(Collected data)
#####

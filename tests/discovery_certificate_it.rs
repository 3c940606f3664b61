mod common;

// crates.io
use httpmock::prelude::*;
// self
use common::*;
use oauth2_jwt_grant::{
	client::{ClientConfig, JwtGrantClientBuilder},
	error::{ConfigError, DiscoveryError, Error},
	grant::{Certificate, GrantClaims},
	jose::{self, PrivateKey},
	jsonwebtoken,
	url::Url,
};

fn mock_discovery<'a>(server: &'a MockServer, issuer: &str) -> httpmock::Mock<'a> {
	let body = serde_json::json!({
		"issuer": issuer,
		"token_endpoint": server.url("/token"),
		"jwks_uri": server.url("/jwks"),
	})
	.to_string();

	server.mock(|when, then| {
		when.method(GET).path("/.well-known/oauth-authorization-server");
		then.status(200).header("content-type", "application/json").body(body);
	})
}

fn base_url(server: &MockServer) -> Url {
	Url::parse(&server.base_url()).expect("Mock base URL should parse.")
}

#[test]
fn discovery_resolves_token_endpoint_at_construction() {
	let server = MockServer::start();
	let discovery = mock_discovery(&server, &server.base_url());
	let token = mock_token(&server, "abc");
	let (client, http) = build_recording(
		JwtGrantClientBuilder::default()
			.well_known(base_url(&server))
			.client_id(client_id())
			.key_set(test_key_set(), key_id("kid"))
			.cache(false),
	)
	.expect("Client should build after discovery.");

	discovery.assert_calls(1);
	assert_eq!(client.metadata().issuer, server.base_url());
	assert_eq!(client.metadata().token_endpoint.as_str(), server.url("/token"));

	client.get_access_token(["scope"]).expect("Exchange should succeed.");
	client.get_access_token(["scope"]).expect("Exchange should succeed.");

	discovery.assert_calls(1);
	token.assert_calls(2);

	let assertion = http.requests().last().expect("Token request should be recorded.").assertion();
	let claims: GrantClaims = jose::parse_claims(&assertion).expect("Claims should decode.");

	assert_eq!(claims.aud, server.base_url());
}

#[test]
fn discovery_rejects_mismatched_issuer() {
	let server = MockServer::start();
	let discovery = mock_discovery(&server, "https://other.example");
	let err = build_recording(
		JwtGrantClientBuilder::default()
			.well_known(base_url(&server))
			.client_id(client_id())
			.key_set(test_key_set(), key_id("kid"))
			.cache(true),
	)
	.expect_err("Issuer mismatch must fail the build.");

	discovery.assert_calls(1);
	assert!(matches!(
		err,
		Error::Config(ConfigError::Discovery(DiscoveryError::IssuerMismatch { .. }))
	));
}

#[test]
fn discovery_failure_status_fails_construction() {
	let server = MockServer::start();
	let discovery = server.mock(|when, then| {
		when.method(GET).path("/.well-known/oauth-authorization-server");
		then.status(503).body("unavailable");
	});
	let err = build_recording(
		JwtGrantClientBuilder::default()
			.well_known(base_url(&server))
			.client_id(client_id())
			.key_set(test_key_set(), key_id("kid"))
			.cache(true),
	)
	.expect_err("Unavailable metadata must fail the build.");

	discovery.assert_calls(1);
	assert!(matches!(
		err,
		Error::Config(ConfigError::Discovery(DiscoveryError::Status { status: 503, .. }))
	));
}

#[test]
fn certificate_client_signs_with_x5c_header() {
	let server = MockServer::start();
	let token = mock_token(&server, "abc");
	let certificate = Certificate::from_pem(TEST_CERT_PEM).expect("Certificate should decode.");
	let (client, http) = build_recording(
		JwtGrantClientBuilder::default()
			.metadata(mock_metadata(&server))
			.client_id(client_id())
			.certificate(
				certificate.clone(),
				PrivateKey::from_pem(TEST_CERT_KEY_PEM).expect("Private key should decode."),
			)
			.cache(false),
	)
	.expect("Certificate client should build.");

	assert_eq!(
		client.get_access_token(["scope1", "scope2"]).expect("Exchange should succeed.").expose(),
		"abc"
	);

	token.assert_calls(1);

	let assertion = http.requests()[0].assertion();
	let header = jsonwebtoken::decode_header(&assertion).expect("Header should decode.");

	assert!(header.kid.is_none());
	assert_eq!(header.x5c, Some(vec![certificate.x5c_entry()]));
	assert_eq!(verify_with_certificate(&assertion).scope, "scope1 scope2");
}

#[test]
fn config_document_builds_a_working_client() {
	let server = MockServer::start();
	let discovery = mock_discovery(&server, &server.base_url());
	let token = mock_token(&server, &access_token_expiring_in(std::time::Duration::from_secs(600)));
	let document = serde_json::json!({
		"well_known": server.base_url(),
		"client_id": CLIENT_ID,
		"cache": true,
		"identity": { "type": "key_set", "jwks": TEST_JWKS, "kid": "kid" },
	})
	.to_string();
	let builder = ClientConfig::from_json(&document)
		.expect("Config document should parse.")
		.into_builder()
		.expect("Key material should decode.");
	let (client, _) = build_recording(builder).expect("Client should build from config.");

	client.get_access_token(["scope"]).expect("First call should exchange.");
	client.get_access_token(["scope"]).expect("Second call should hit the cache.");

	discovery.assert_calls(1);
	token.assert_calls(1);
}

#####

Task item: Your task is to reproduce all the records above exactly as they appear.

Result:
filename tests/discovery_certificate_it.rs
repository 3c940606f3664b61
mod common;

// crates.io
use httpmock::prelude::*;
// self
use common::*;
use oauth2_jwt_grant::{
	client::{ClientConfig, JwtGrantClientBuilder},
	error::{ConfigError, DiscoveryError, Error},
	grant::{Certificate, GrantClaims},
	jose::{self, PrivateKey},
	jsonwebtoken,
	url::Url,
};

fn mock_discovery<'a>(server: &'a MockServer, issuer: &str) -> httpmock::Mock<'a> {
	let body = serde_json::json!({
		"issuer": issuer,
		"token_endpoint": server.url("/token"),
		"jwks_uri": server.url("/jwks"),
	})
	.to_string();

	server.mock(|when, then| {
		when.method(GET).path("/.well-known/oauth-authorization-server");
		then.status(200).header("content-type", "application/json").body(body);
	})
}

fn base_url(server: &MockServer) -> Url {
	Url::parse(&server.base_url()).expect("Mock base URL should parse.")
}

#[test]
fn discovery_resolves_token_endpoint_at_construction() {
	let server = MockServer::start();
	let discovery = mock_discovery(&server, &server.base_url());
	let token = mock_token(&server, "abc");
	let (client, http) = build_recording(
		JwtGrantClientBuilder::default()
			.well_known(base_url(&server))
			.client_id(client_id())
			.key_set(test_key_set(), key_id("kid"))
			.cache(false),
	)
	.expect("Client should build after discovery.");

	discovery.assert_calls(1);
	assert_eq!(client.metadata().issuer, server.base_url());
	assert_eq!(client.metadata().token_endpoint.as_str(), server.url("/token"));

	client.get_access_token(["scope"]).expect("Exchange should succeed.");
	client.get_access_token(["scope"]).expect("Exchange should succeed.");

	discovery.assert_calls(1);
	token.assert_calls(2);

	let assertion = http.requests().last().expect("Token request should be recorded.").assertion();
	let claims: GrantClaims = jose::parse_claims(&assertion).expect("Claims should decode.");

	assert_eq!(claims.aud, server.base_url());
}

#[test]
fn discovery_rejects_mismatched_issuer() {
	let server = MockServer::start();
	let discovery = mock_discovery(&server, "https://other.example");
	let err = build_recording(
		JwtGrantClientBuilder::default()
			.well_known(base_url(&server))
			.client_id(client_id())
			.key_set(test_key_set(), key_id("kid"))
			.cache(true),
	)
	.expect_err("Issuer mismatch must fail the build.");

	discovery.assert_calls(1);
	assert!(matches!(
		err,
		Error::Config(ConfigError::Discovery(DiscoveryError::IssuerMismatch { .. }))
	));
}

#[test]
fn discovery_failure_status_fails_construction() {
	let server = MockServer::start();
	let discovery = server.mock(|when, then| {
		when.method(GET).path("/.well-known/oauth-authorization-server");
		then.status(503).body("unavailable");
	});
	let err = build_recording(
		JwtGrantClientBuilder::default()
			.well_known(base_url(&server))
			.client_id(client_id())
			.key_set(test_key_set(), key_id("kid"))
			.cache(true),
	)
	.expect_err("Unavailable metadata must fail the build.");

	discovery.assert_calls(1);
	assert!(matches!(
		err,
		Error::Config(ConfigError::Discovery(DiscoveryError::Status { status: 503, .. }))
	));
}

#[test]
fn certificate_client_signs_with_x5c_header() {
	let server = MockServer::start();
	let token = mock_token(&server, "abc");
	let certificate = Certificate::from_pem(TEST_CERT_PEM).expect("Certificate should decode.");
	let (client, http) = build_recording(
		JwtGrantClientBuilder::default()
			.metadata(mock_metadata(&server))
			.client_id(client_id())
			.certificate(
				certificate.clone(),
				PrivateKey::from_pem(TEST_CERT_KEY_PEM).expect("Private key should decode."),
			)
			.cache(false),
	)
	.expect("Certificate client should build.");

	assert_eq!(
		client.get_access_token(["scope1", "scope2"]).expect("Exchange should succeed.").expose(),
		"abc"
	);

	token.assert_calls(1);

	let assertion = http.requests()[0].assertion();
	let header = jsonwebtoken::decode_header(&assertion).expect("Header should decode.");

	assert!(header.kid.is_none());
	assert_eq!(header.x5c, Some(vec![certificate.x5c_entry()]));
	assert_eq!(verify_with_certificate(&assertion).scope, "scope1 scope2");
}

#[test]
fn config_document_builds_a_working_client() {
	let server = MockServer::start();
	let discovery = mock_discovery(&server, &server.base_url());
	let token = mock_token(&server, &access_token_expiring_in(std::time::Duration::from_secs(600)));
	let document = serde_json::json!({
		"well_known": server.base_url(),
		"client_id": CLIENT_ID,
		"cache": true,
		"identity": { "type": "key_set", "jwks": TEST_JWKS, "kid": "kid" },
	})
	.to_string();
	let builder = ClientConfig::from_json(&document)
		.expect("Config document should parse.")
		.into_builder()
		.expect("Key material should decode.");
	let (client, _) = build_recording(builder).expect("Client should build from config.");

	client.get_access_token(["scope"]).expect("First call should exchange.");
	client.get_access_token(["scope"]).expect("Second call should hit the cache.");

	discovery.assert_calls(1);
	token.assert_calls(1);
}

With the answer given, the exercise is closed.